I should have used the bathroom at the slightest urge that I want to use it, now that my parents are in the bed already trying to sleep I am not inclined to really bother them just to assist me in using the toilet. A few years ago I when I was still able to walk myself to the bathroom I would simply go whatever the time of day ad night it was.
I often would take a bath during the wee hours of the morning if the weather is hot or even if I just feel like it but now I couldn't do it anymore, for one thing my body's weakness is just terrible and there isn't much improvement to it and I do not know what is the cause, my body strength just dwindled down into almost nothing, so bad that my own legs can't even support me anymore, much less walk.

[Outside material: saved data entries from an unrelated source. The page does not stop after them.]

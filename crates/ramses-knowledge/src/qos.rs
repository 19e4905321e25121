//! Quality-of-service kinds, specifications and value histories.
//!
//! Every service and every instance carries a [`QosHistory`]: one
//! newest-first value stack per [`QosKind`] plus a "current value" slot
//! holding the latest figure computed by the Analyse stage.

use std::collections::{BTreeMap, VecDeque};
use std::fmt;
use std::time::{SystemTime, UNIX_EPOCH};

use serde::{Deserialize, Serialize};

/// A monitored quality dimension.
#[derive(Debug, Clone, Copy, PartialEq, Eq, PartialOrd, Ord, Hash, Serialize, Deserialize)]
#[serde(rename_all = "snake_case")]
pub enum QosKind {
    Availability,
    AverageResponseTime,
    Vulnerability,
}

/// Whether larger or smaller values of a QoS kind are preferable.
#[derive(Debug, Clone, Copy, PartialEq, Eq)]
pub enum Direction {
    HigherIsBetter,
    LowerIsBetter,
}

impl QosKind {
    pub const ALL: [QosKind; 3] = [
        QosKind::Availability,
        QosKind::AverageResponseTime,
        QosKind::Vulnerability,
    ];

    pub fn direction(self) -> Direction {
        match self {
            QosKind::Availability => Direction::HigherIsBetter,
            QosKind::AverageResponseTime | QosKind::Vulnerability => Direction::LowerIsBetter,
        }
    }

    /// Name used in model files and log lines.
    pub fn as_str(self) -> &'static str {
        match self {
            QosKind::Availability => "Availability",
            QosKind::AverageResponseTime => "AverageResponseTime",
            QosKind::Vulnerability => "Vulnerability",
        }
    }
}

impl fmt::Display for QosKind {
    fn fmt(&self, f: &mut fmt::Formatter<'_>) -> fmt::Result {
        f.write_str(self.as_str())
    }
}

/// Satisfaction bound of a QoS specification.
#[derive(Debug, Clone, Copy, PartialEq, Serialize, Deserialize)]
#[serde(rename_all = "snake_case")]
pub enum QosThreshold {
    Min(f64),
    Max(f64),
}

/// Importance weight and satisfaction threshold for one QoS kind.
#[derive(Debug, Clone, Copy, PartialEq, Serialize, Deserialize)]
pub struct QosSpecification {
    pub weight: f64,
    pub threshold: QosThreshold,
}

impl QosSpecification {
    pub fn new(weight: f64, threshold: QosThreshold) -> Self {
        Self { weight, threshold }
    }

    pub fn is_satisfied(&self, value: f64) -> bool {
        match self.threshold {
            QosThreshold::Min(min) => value >= min,
            QosThreshold::Max(max) => value <= max,
        }
    }

    pub fn constraint_description(&self) -> String {
        match self.threshold {
            QosThreshold::Min(min) => format!("value >= {min}"),
            QosThreshold::Max(max) => format!("value <= {max}"),
        }
    }
}

/// A single recorded QoS figure.
#[derive(Debug, Clone, Copy, PartialEq, Serialize, Deserialize)]
pub struct QosValue {
    pub value: f64,
    /// Unix timestamp (seconds) when the value was recorded.
    pub timestamp: u64,
    /// Set once the value no longer reflects the running configuration.
    #[serde(default)]
    pub invalid: bool,
}

impl QosValue {
    pub fn new(value: f64, timestamp: u64) -> Self {
        Self {
            value,
            timestamp,
            invalid: false,
        }
    }
}

/// Per-kind, newest-first value log plus the current-value slot.
#[derive(Debug, Clone, Default, PartialEq, Serialize, Deserialize)]
pub struct QosHistory {
    stacks: BTreeMap<QosKind, VecDeque<QosValue>>,
    current: BTreeMap<QosKind, QosValue>,
}

impl QosHistory {
    pub fn new() -> Self {
        Self::default()
    }

    /// Append a value on top of the stack for `kind`.
    pub fn push(&mut self, kind: QosKind, value: f64, timestamp: u64) {
        self.stacks
            .entry(kind)
            .or_default()
            .push_front(QosValue::new(value, timestamp));
    }

    /// Newest valid value for `kind`.
    pub fn latest(&self, kind: QosKind) -> Option<&QosValue> {
        self.stacks.get(&kind)?.iter().find(|v| !v.invalid)
    }

    /// Up to `n` newest valid values, newest first.
    pub fn latest_n(&self, kind: QosKind, n: usize) -> Vec<f64> {
        self.stacks
            .get(&kind)
            .map(|stack| {
                stack
                    .iter()
                    .filter(|v| !v.invalid)
                    .take(n)
                    .map(|v| v.value)
                    .collect()
            })
            .unwrap_or_default()
    }

    /// Exactly `n` newest valid values, or `None` when fewer are available.
    pub fn latest_analysis_window(&self, kind: QosKind, n: usize) -> Option<Vec<f64>> {
        let window = self.latest_n(kind, n);
        (window.len() == n).then_some(window)
    }

    /// Mark the latest value and every value before it as invalid.
    ///
    /// Returns how many values changed state.
    pub fn invalidate_latest_and_previous(&mut self, kind: QosKind) -> usize {
        let Some(stack) = self.stacks.get_mut(&kind) else {
            return 0;
        };
        let mut changed = 0;
        for value in stack.iter_mut().filter(|v| !v.invalid) {
            value.invalid = true;
            changed += 1;
        }
        changed
    }

    /// Invalidate every kind. Returns how many values changed state.
    pub fn invalidate_all(&mut self) -> usize {
        let kinds: Vec<QosKind> = self.stacks.keys().copied().collect();
        kinds
            .into_iter()
            .map(|kind| self.invalidate_latest_and_previous(kind))
            .sum()
    }

    /// True when no valid value is recorded for `kind`.
    pub fn is_empty(&self, kind: QosKind) -> bool {
        self.latest(kind).is_none()
    }

    pub fn current_value(&self, kind: QosKind) -> Option<f64> {
        self.current.get(&kind).map(|v| v.value)
    }

    pub fn set_current_value(&mut self, kind: QosKind, value: f64, timestamp: u64) {
        self.current.insert(kind, QosValue::new(value, timestamp));
    }

    /// All recorded values for `kind`, newest first, including invalid ones.
    pub fn values(&self, kind: QosKind) -> impl Iterator<Item = &QosValue> {
        self.stacks.get(&kind).into_iter().flatten()
    }
}

/// Current Unix epoch in seconds.
pub fn epoch_secs() -> u64 {
    SystemTime::now()
        .duration_since(UNIX_EPOCH)
        .unwrap_or_default()
        .as_secs()
}

#[cfg(test)]
mod tests {
    use super::*;

    #[test]
    fn latest_returns_newest_valid_value() {
        let mut history = QosHistory::new();
        history.push(QosKind::Availability, 0.9, 10);
        history.push(QosKind::Availability, 0.95, 20);

        let latest = history.latest(QosKind::Availability).unwrap();
        assert_eq!(latest.value, 0.95);
        assert_eq!(latest.timestamp, 20);
        assert_eq!(history.latest_n(QosKind::Availability, 5), vec![0.95, 0.9]);
    }

    #[test]
    fn invalidation_hides_all_recorded_values() {
        let mut history = QosHistory::new();
        history.push(QosKind::AverageResponseTime, 120.0, 1);
        history.push(QosKind::AverageResponseTime, 130.0, 2);
        history.set_current_value(QosKind::AverageResponseTime, 125.0, 2);

        assert_eq!(history.invalidate_latest_and_previous(QosKind::AverageResponseTime), 2);
        assert!(history.is_empty(QosKind::AverageResponseTime));
        // Current value slot survives invalidation.
        assert_eq!(history.current_value(QosKind::AverageResponseTime), Some(125.0));

        // Values appended afterwards are valid again.
        history.push(QosKind::AverageResponseTime, 90.0, 3);
        assert_eq!(history.latest_n(QosKind::AverageResponseTime, 3), vec![90.0]);
        assert_eq!(history.values(QosKind::AverageResponseTime).count(), 3);
    }

    #[test]
    fn analysis_window_requires_enough_values() {
        let mut history = QosHistory::new();
        history.push(QosKind::Availability, 0.9, 1);
        history.push(QosKind::Availability, 0.8, 2);

        assert_eq!(history.latest_analysis_window(QosKind::Availability, 3), None);
        assert_eq!(
            history.latest_analysis_window(QosKind::Availability, 2),
            Some(vec![0.8, 0.9])
        );
    }

    #[test]
    fn invalidate_unknown_kind_is_noop() {
        let mut history = QosHistory::new();
        assert_eq!(history.invalidate_latest_and_previous(QosKind::Vulnerability), 0);
        assert_eq!(history.invalidate_all(), 0);
    }

    #[test]
    fn specification_thresholds() {
        let min = QosSpecification::new(0.5, QosThreshold::Min(0.95));
        assert!(min.is_satisfied(0.99));
        assert!(!min.is_satisfied(0.9));

        let max = QosSpecification::new(0.5, QosThreshold::Max(200.0));
        assert!(max.is_satisfied(150.0));
        assert!(!max.is_satisfied(250.0));
        assert_eq!(max.constraint_description(), "value <= 200");
    }

    #[test]
    fn directions() {
        assert_eq!(QosKind::Availability.direction(), Direction::HigherIsBetter);
        assert_eq!(QosKind::AverageResponseTime.direction(), Direction::LowerIsBetter);
        assert_eq!(QosKind::Vulnerability.direction(), Direction::LowerIsBetter);
    }
}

Then the issue of my feet's joint is also one of lamentations, it's because they they really hurt when I even stand on them for a few minutes like when I am taking a bath. After taking a bath I will not walk but hold to the shower bar and shuffle my feet slowly unto the door where my towel hangs. That is my mobility situation so using my crutches is near impossible and even if I can I can never get to far as my knees would feel like they would dislocate not to mention the weakness in my legs.
All in all I am just disabled and that is a bitter reality that I have to accept because it is here and I am in this situation. Nothing that I could do but to suck it up and deal with it. I can deal with it for as long as I can have people around me that could support me because I needed all the support that I can get may it be emotional, spiritual, physical, etc., because I badly needed it all especially now in the final days of my life.
I do not know what I am still alive though, I had been through a lot ad my body had been battered and beaten already in all fronts and still I kept on living while most of the dialysis patients that I knew had passed so quickly, some only lasting for months.
But whatever the forces that is working on me it is not easy, it is hard with all the sense of the word, it bears on my whole soul so not even having the ability to walk anymore when sometime ago I still can is hard on my mind and emotions but I have to keep it strong for as long as I can.